The memo written by the University of Idaho's general counsel interprets state laws as prohibiting the use of public funds and facilities to promote abortion, provide an abortion, counsel in favor of abortion, or contract with abortion providers.

The memo likewise interprets state laws as not allowing the school to provide any contraceptives, including birth control and emergency contraception pills, to students.

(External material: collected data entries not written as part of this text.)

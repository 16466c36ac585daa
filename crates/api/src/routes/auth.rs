//! Route definitions for the `/auth` resource.

use axum::routing::{get, post};
use axum::Router;

use crate::handlers::{auth, google_oauth};
use crate::state::AppState;

/// Routes mounted at `/auth`.
///
/// ```text
/// POST /register         -> register
/// POST /login            -> login
/// POST /refresh          -> refresh
/// POST /logout           -> logout (requires auth)
/// GET  /me               -> me (requires auth)
/// GET  /google           -> redirect to Google consent
/// GET  /google/callback  -> sign in, or connect Sheets when authenticated
/// ```
pub fn router() -> Router<AppState> {
    Router::new()
        .route("/register", post(auth::register))
        .route("/login", post(auth::login))
        .route("/refresh", post(auth::refresh))
        .route("/logout", post(auth::logout))
        .route("/me", get(auth::me))
        .route("/google", get(google_oauth::redirect))
        .route("/google/callback", get(google_oauth::callback))
}
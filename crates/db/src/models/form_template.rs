//! Admin-managed form templates.

use serde::Serialize;
use serde_json::Value;
use sqlx::FromRow;
use widgetry_core::types::{DbId, Timestamp};

/// A row from `form_templates`.
#[derive(Debug, Clone, FromRow, Serialize)]
pub struct FormTemplate {
    pub id: DbId,
    pub image: Option<String>,
    pub fields: Value,
    pub header_enabled: bool,
    pub header_title: String,
    pub header_caption: String,
    pub submit_button: Option<Value>,
    pub footer: String,
    pub embed_type: String,
    pub color_scheme: String,
    pub accent_color: String,
    pub bg_color: String,
    pub created_at: Timestamp,
    pub updated_at: Timestamp,
}

/// Every writable template column.
#[derive(Debug, Clone, Default)]
pub struct FormTemplateWrite {
    pub image: Option<String>,
    pub fields: Value,
    pub header_enabled: bool,
    pub header_title: String,
    pub header_caption: String,
    pub submit_button: Option<Value>,
    pub footer: String,
    pub embed_type: String,
    pub color_scheme: String,
    pub accent_color: String,
    pub bg_color: String,
}

impl From<&FormTemplate> for FormTemplateWrite {
    fn from(t: &FormTemplate) -> Self {
        Self {
            image: t.image.clone(),
            fields: t.fields.clone(),
            header_enabled: t.header_enabled,
            header_title: t.header_title.clone(),
            header_caption: t.header_caption.clone(),
            submit_button: t.submit_button.clone(),
            footer: t.footer.clone(),
            embed_type: t.embed_type.clone(),
            color_scheme: t.color_scheme.clone(),
            accent_color: t.accent_color.clone(),
            bg_color: t.bg_color.clone(),
        }
    }
}
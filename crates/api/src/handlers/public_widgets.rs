//! Endpoints used by embedded forms: widget fetch, script and submission.

use std::collections::HashMap;

use axum::extract::{FromRequest, Multipart, Path, Request, State};
use axum::http::header::CONTENT_TYPE;
use axum::response::IntoResponse;
use axum::Json;
use serde_json::{Map, Value};
use widgetry_core::notification::{auto_response, owner_notification};
use widgetry_core::submission::{
    process_fields, PostSubmitAction, SubmissionInput, SubmitOutcome, RECAPTCHA_TOKEN_FIELD,
};
use widgetry_core::types::PublicId;
use widgetry_core::widget_fields::parse_schema;
use widgetry_db::models::submission::CreateWidgetFile;
use widgetry_db::models::widget::Widget;
use widgetry_db::repositories::{
    EmailNotificationRepo, SubmissionRepo, UserRepo, WidgetFileRepo, WidgetRepo,
};
use widgetry_events::{SheetTarget, Task};

use crate::error::{AppError, AppResult};
use crate::handlers::widgets::{render_widget, Audience, WIDGET_NOT_FOUND};
use crate::media::{self, WIDGET_FILES_DIR};
use crate::response::DataResponse;
use crate::state::AppState;

/// A file received in a multipart submission.
#[derive(Debug)]
struct Upload {
    file_name: String,
    data: Vec<u8>,
}

async fn find_widget(state: &AppState, id: PublicId) -> AppResult<Widget> {
    WidgetRepo::find_by_id(&state.pool, id)
        .await?
        .ok_or_else(|| AppError::NotFound(WIDGET_NOT_FOUND.into()))
}

/// GET /api/v1/public/widgets/{id}
pub async fn get_public_widget(
    State(state): State<AppState>,
    Path(id): Path<PublicId>,
) -> AppResult<Json<DataResponse<Value>>> {
    let widget = find_widget(&state, id).await?;
    let data = render_widget(&state, &widget, Audience::Public).await?;
    Ok(Json(DataResponse { data }))
}

/// GET /form-builder/script/{file}
///
/// `file` is `<widget id>.js`; answers the stored script as JavaScript.
pub async fn widget_script(
    State(state): State<AppState>,
    Path(file): Path<String>,
) -> AppResult<impl IntoResponse> {
    let id = file
        .strip_suffix(".js")
        .and_then(|raw| raw.parse::<PublicId>().ok())
        .ok_or_else(|| AppError::NotFound(WIDGET_NOT_FOUND.into()))?;
    let widget = find_widget(&state, id).await?;
    Ok(([(CONTENT_TYPE, "application/javascript")], widget.script))
}

/// POST /api/v1/public/widgets/{id}/submit
///
/// Accepts a JSON object or a multipart form. Answers the widget's
/// post-submit action.
pub async fn submit(
    State(state): State<AppState>,
    Path(id): Path<PublicId>,
    request: Request,
) -> AppResult<Json<SubmitOutcome>> {
    let widget = find_widget(&state, id).await?;

    let (mut input, uploads) = read_submission(&state, request).await?;

    if widget.spam_protection {
        verify_recaptcha(&state, input.value(RECAPTCHA_TOKEN_FIELD)).await?;
    }

    input.uploads = uploads
        .iter()
        .filter(|(_, files)| !files.is_empty())
        .map(|(field, _)| field.clone())
        .collect();

    let schema = parse_schema(&widget.widget_fields)?;
    let mut processed = process_fields(&schema, &input).map_err(AppError::FieldErrors)?;

    let pending: Vec<String> = processed.pending_uploads().map(str::to_string).collect();
    for field_id in pending {
        let mut urls = Vec::new();
        for upload in uploads.get(&field_id).into_iter().flatten() {
            let path =
                media::store(&state.config.media_root, WIDGET_FILES_DIR, &upload.file_name, &upload.data)
                    .await?;
            WidgetFileRepo::create(
                &state.pool,
                &CreateWidgetFile {
                    widget_id: widget.id,
                    file_path: path.clone(),
                    original_name: upload.file_name.clone(),
                },
            )
            .await?;
            urls.push(state.config.media_url(&path));
        }
        processed.attach_upload(&field_id, urls.join(", "));
    }

    SubmissionRepo::create(&state.pool, widget.id, &processed.to_record()).await?;

    let owner = UserRepo::find_by_id(&state.pool, widget.user_id).await?;
    if let Some(owner) = &owner {
        if owner.is_oauth {
            state.tasks.dispatch(Task::AppendToSheet {
                target: SheetTarget::FormWidget(widget.id),
                values: processed.sheet_values(),
                header: processed.sheet_header(),
            });
        }
    }

    if let Some(notification) = EmailNotificationRepo::find_by_widget(&state.pool, widget.id).await? {
        let config = notification.config();
        let owner_email = owner.as_ref().map(|o| o.email.as_str()).unwrap_or_default();
        if let Some(message) = auto_response(&config, &processed, owner_email) {
            state.tasks.dispatch(Task::SendEmail(message));
        }
        if widget.is_email_notification {
            if let Some(message) = owner_notification(&config, &processed) {
                state.tasks.dispatch(Task::SendEmail(message));
            }
        }
    }

    tracing::info!(widget_id = %widget.id, fields = processed.fields.len(), "Submission accepted");

    Ok(Json(SubmitOutcome::for_action(
        PostSubmitAction::parse(&widget.post_submit_action),
        &widget.success_msg,
        widget.redirect_url.as_deref(),
    )))
}

/// Split a request into text values and uploaded files per field.
async fn read_submission(
    state: &AppState,
    request: Request,
) -> AppResult<(SubmissionInput, HashMap<String, Vec<Upload>>)> {
    let is_multipart = request
        .headers()
        .get(CONTENT_TYPE)
        .and_then(|v| v.to_str().ok())
        .is_some_and(|ct| ct.starts_with("multipart/form-data"));

    if !is_multipart {
        let Json(body) = Json::<Map<String, Value>>::from_request(request, state)
            .await
            .map_err(|e| AppError::BadRequest(e.body_text()))?;
        return Ok((SubmissionInput::from_json(&body), HashMap::new()));
    }

    let mut multipart = Multipart::from_request(request, state)
        .await
        .map_err(|e| AppError::BadRequest(e.body_text()))?;

    let mut input = SubmissionInput::default();
    let mut uploads: HashMap<String, Vec<Upload>> = HashMap::new();

    while let Some(field) = multipart
        .next_field()
        .await
        .map_err(|e| AppError::BadRequest(e.to_string()))?
    {
        let Some(name) = field.name().map(str::to_string) else {
            continue;
        };
        match field.file_name().map(str::to_string) {
            Some(file_name) => {
                let data = field
                    .bytes()
                    .await
                    .map_err(|e| AppError::BadRequest(e.to_string()))?;
                if !data.is_empty() {
                    uploads.entry(name).or_default().push(Upload {
                        file_name,
                        data: data.to_vec(),
                    });
                }
            }
            None => {
                let text = field
                    .text()
                    .await
                    .map_err(|e| AppError::BadRequest(e.to_string()))?;
                input.values.insert(name, text);
            }
        }
    }

    Ok((input, uploads))
}

async fn verify_recaptcha(state: &AppState, token: Option<&str>) -> AppResult<()> {
    let token = token
        .map(str::trim)
        .filter(|t| !t.is_empty())
        .ok_or_else(|| AppError::BadRequest("Missing reCAPTCHA token".into()))?;

    let Some(recaptcha) = &state.recaptcha else {
        tracing::error!("Spam-protected form submitted but RECAPTCHA_SECRET_KEY is not set");
        return Err(AppError::BadRequest("Invalid reCAPTCHA token".into()));
    };

    match recaptcha.verify(token).await {
        Ok(true) => Ok(()),
        Ok(false) => Err(AppError::BadRequest("Invalid reCAPTCHA token".into())),
        Err(e) => {
            tracing::warn!(error = %e, "reCAPTCHA verification request failed");
            Err(AppError::BadRequest("Invalid reCAPTCHA token".into()))
        }
    }
}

It notes, however, that the university would be permitted to provide condoms if they are used for the purpose of helping prevent the spread of STDs and not for purposes of birth control.

Faculty would be allowed to include topics related to abortion in their classrooms, as long as the instructor remained neutral about the topic in the discussion, according to the email.

If university employees violate the new laws, including making non-neutral statements in the classroom, they could face felony conviction, termination, or a permanent ban on future state employment, the general counsel warned.

The University of Idaho is committed to operating within the confines of laws of the state of Idaho which restrict expenditures of funds and activities of university employees in the areas of abortion and contraception, the email read.

... Accordingly, the university and its employees should be aware of the potential risks and penalties associated with conduct that may be perceived to violate the laws.

"Wiping Out" Barriers to Abortion Care, Birth Control

The reproductive healthcare advocates at Mayday Health and Favor are working in Moscow to let University of Idaho students know that they can still get the abortion pill and birth control.

The abortion pill is safe and effective and it's FDA approved for use in all 50 states, Mayday Health's Sueyoshi said. That's a message that's being silenced right now. We want to make sure anyone in the country knows about it.

The nonprofit specializes in targeted reproductive health education campaigns, working across media platforms to provide information on how to get abortion pills through telehealth providers, Sueyoshi said.

The digital mobile billboards it deployed to Moscow may be its most analog platform; it also geo-targets educational ads across multiple social media platforms and via Google.

We've been able to effectively target some Google Ads toward the people who would most benefit from this information — people who are of reproductive age in states that are seeing these abortion bans come through, people who are being left without access to abortion care, and who are being most inundated with misinformation, are the people we're trying to help, she said.

Mayday Health has also put out radio and television ads, in addition to physical billboards, to advertise its services to those without social media or internet access.

Favor also used its blog and social media accounts to highlight Idaho's absurd laws and educate students about how they can access contraceptives while on campus.

Despite [the University of Idaho's] misguided take on the law, it is still legal to get birth control and emergency contraception in Idaho, including through telehealth and delivery options like Favor that deliver discreetly to your door, Swartz wrote in a blog post that was published in the days after the memo became public.

Swartz told BestColleges that many of the barriers to accessing birth control are totally wiped out with mail-order prescriptions. She expects online pharmacies like Favor to become more popular in states enacting reproductive health restrictions.

If access to an in-person pharmacy, a pharmacist that's refusing to dispense [medication], a school that is no longer offer[ing] you birth control is standing in the way of you getting access to care, you can come to Favor, and we will not only continue to serve you in all 50 states with prescription delivery, but we will also stand with you and we will fight for your rights.